Une mystification restée célèbre avait fort ému, dans les derniers mois de 1835, tous les curieux des choses de la nature, lorsque sous le nom respecté de sir John Herschel, alors au cap de Bonne-Espérance pour ses recherches astronomiques de l'hémisphère austral, un publiciste en bonne humeur avait lancé dans le public la curieuse brochure portant pour titre flamboyant: « Découvertes dans la Lune, faites au cap de Bonne-Espérance, par Herschel fils, astronome anglais ». Son véritable auteur parait être un certain de Locke, qui n'était pas philosophe.
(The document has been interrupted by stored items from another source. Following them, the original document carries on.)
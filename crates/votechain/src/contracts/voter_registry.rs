// Copyright (c) 2021-2024 Espresso Systems (espressosys.com)
// This file is part of the votechain repository.

// You should have received a copy of the MIT License
// along with the votechain repository. If not, see <https://mit-license.org/>.

//! Issues and consumes per-election voting rights
//!
//! Rights are minted by the owner and burned by exactly one delegated ballot contract. A right
//! count of zero is never stored, so an untouched `(election, voter)` pair and a fully spent one
//! are indistinguishable.

use std::collections::BTreeMap;

use committable::{Commitment, Committable, RawCommitmentBuilder};
use serde::{Deserialize, Serialize};
use tracing::trace;
use votechain_types::{
    data::{Address, ElectionId},
    error::ProtocolError,
    event::EventType,
};

use super::authority::Authority;
use crate::journal::{Entry, Journal};

/// Inverse of a registry mutation
#[derive(Clone, Debug, PartialEq, Eq)]
pub(crate) enum Undo {
    /// Restore the right count of `voter` in `election`
    Right {
        /// The election
        election: ElectionId,
        /// The voter
        voter: Address,
        /// The count before the mutation
        previous: u64,
    },
    /// Restore the delegated burn capability
    BallotContract {
        /// The capability before the mutation
        previous: Option<Address>,
    },
}

/// The voting right table and its burn capability
#[derive(Clone, Debug, PartialEq, Eq, Serialize, Deserialize)]
pub struct VoterRegistry {
    /// Where this registry is deployed
    address: Address,
    /// Owner-gated writes
    authority: Authority,
    /// The one address allowed to burn rights
    ballot_contract: Option<Address>,
    /// Unspent rights per election and voter
    rights: BTreeMap<ElectionId, BTreeMap<Address, u64>>,
}

impl VoterRegistry {
    /// Create an empty registry at `address` owned by `owner`
    #[must_use]
    pub fn new(address: Address, owner: Address) -> Self {
        Self {
            address,
            authority: Authority::new(owner),
            ballot_contract: None,
            rights: BTreeMap::new(),
        }
    }

    /// Where this registry is deployed
    #[must_use]
    pub fn address(&self) -> Address {
        self.address
    }

    /// The owner-gated capability
    #[must_use]
    pub fn authority(&self) -> &Authority {
        &self.authority
    }

    /// The current owner
    #[must_use]
    pub fn owner(&self) -> Address {
        self.authority.owner()
    }

    /// Unspent rights of `voter` in `election`
    #[must_use]
    pub fn balance_of(&self, voter: Address, election: ElectionId) -> u64 {
        self.rights
            .get(&election)
            .and_then(|voters| voters.get(&voter))
            .copied()
            .unwrap_or_default()
    }

    /// Whether `voter` holds at least one unspent right in `election`
    #[must_use]
    pub fn is_eligible(&self, election: ElectionId, voter: Address) -> bool {
        self.balance_of(voter, election) > 0
    }

    /// The contract currently allowed to burn rights
    #[must_use]
    pub fn ballot_contract(&self) -> Option<Address> {
        self.ballot_contract
    }

    /// Issue one right per entry of `voters` in `election`. Repeated entries accumulate.
    pub(crate) fn register_voters(
        &mut self,
        caller: Address,
        election: ElectionId,
        voters: &[Address],
        journal: &mut Journal,
    ) -> Result<(), ProtocolError> {
        self.authority.ensure_owner(caller)?;
        for voter in voters {
            let previous = self.balance_of(*voter, election);
            let count = previous
                .checked_add(1)
                .ok_or(ProtocolError::VotingRightOverflow)?;
            journal.record(self.undo(Undo::Right {
                election,
                voter: *voter,
                previous,
            }));
            self.set_right(election, *voter, count);
            journal.emit(
                self.address,
                EventType::VoterRegistered {
                    election,
                    voter: *voter,
                },
            );
        }
        trace!(registry = %self.address, %election, count = voters.len(), "registered voters");
        Ok(())
    }

    /// Delegate the burn capability to `ballot`, replacing any previous delegate
    pub(crate) fn set_ballot_contract(
        &mut self,
        caller: Address,
        ballot: Address,
        journal: &mut Journal,
    ) -> Result<(), ProtocolError> {
        self.authority.ensure_owner(caller)?;
        journal.record(self.undo(Undo::BallotContract {
            previous: self.ballot_contract,
        }));
        self.ballot_contract = Some(ballot);
        journal.emit(self.address, EventType::BallotContractSet { ballot });
        Ok(())
    }

    /// Withdraw the burn capability
    pub(crate) fn revoke_ballot_contract(
        &mut self,
        caller: Address,
        journal: &mut Journal,
    ) -> Result<(), ProtocolError> {
        self.authority.ensure_owner(caller)?;
        journal.record(self.undo(Undo::BallotContract {
            previous: self.ballot_contract,
        }));
        self.ballot_contract = None;
        journal.emit(self.address, EventType::BallotContractRevoked);
        Ok(())
    }

    /// Burn one right of `voter` in `election` on behalf of the delegated ballot
    pub(crate) fn use_voting_token(
        &mut self,
        caller: Address,
        election: ElectionId,
        voter: Address,
        journal: &mut Journal,
    ) -> Result<(), ProtocolError> {
        if self.ballot_contract != Some(caller) {
            return Err(ProtocolError::NotAuthorized);
        }
        let previous = self.balance_of(voter, election);
        if previous == 0 {
            return Err(ProtocolError::NoVotingTokenAvailable);
        }
        journal.record(self.undo(Undo::Right {
            election,
            voter,
            previous,
        }));
        self.set_right(election, voter, previous - 1);
        journal.emit(
            self.address,
            EventType::VotingTokenUsed { election, voter },
        );
        Ok(())
    }

    /// Apply an undo entry recorded by this registry
    pub(crate) fn revert(&mut self, undo: Undo) {
        match undo {
            Undo::Right {
                election,
                voter,
                previous,
            } => self.set_right(election, voter, previous),
            Undo::BallotContract { previous } => self.ballot_contract = previous,
        }
    }

    /// Mutable access to the authority, used when undoing a transfer
    pub(crate) fn authority_mut(&mut self) -> &mut Authority {
        &mut self.authority
    }

    /// Wrap an undo entry with this registry's address
    fn undo(&self, undo: Undo) -> Entry {
        Entry::VoterRegistry {
            address: self.address,
            undo,
        }
    }

    /// Store a right count, dropping the entry entirely when it reaches zero
    fn set_right(&mut self, election: ElectionId, voter: Address, count: u64) {
        if count == 0 {
            if let Some(voters) = self.rights.get_mut(&election) {
                voters.remove(&voter);
                if voters.is_empty() {
                    self.rights.remove(&election);
                }
            }
        } else {
            self.rights.entry(election).or_default().insert(voter, count);
        }
    }
}

impl Committable for VoterRegistry {
    fn commit(&self) -> Commitment<Self> {
        let mut builder = RawCommitmentBuilder::new("VoterRegistry Commitment")
            .var_size_field("address", self.address.as_bytes())
            .field("authority", self.authority.commit())
            .var_size_field(
                "ballot contract",
                self.ballot_contract
                    .as_ref()
                    .map_or(&[][..], |ballot| ballot.as_bytes()),
            );
        for (election, voters) in &self.rights {
            builder = builder
                .u64_field("election", election.u64())
                .u64_field("voters", voters.len() as u64);
            for (voter, count) in voters {
                builder = builder.fixed_size_bytes(voter.as_fixed_bytes()).u64(*count);
            }
        }
        builder.finalize()
    }

    fn tag() -> String {
        "VOTER_REGISTRY".to_string()
    }
}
D'après cet opuscule, traduit du journal le New York American, Sir John Herschel, qui venait d'être envoyé en mission au cap de Bonne-Espérance pour des études astronomiques, aurait observé sur la Lune les spectacles les plus fantastiques, spectacles tels, selon les propres expressions de l'auteur, que la prose la plus habile ne saurait en faire une description exacte, et que l'imagination portée sur les ailes de la poésie pourrait à peine trouver des allégories assez brillantes pour les peindre! 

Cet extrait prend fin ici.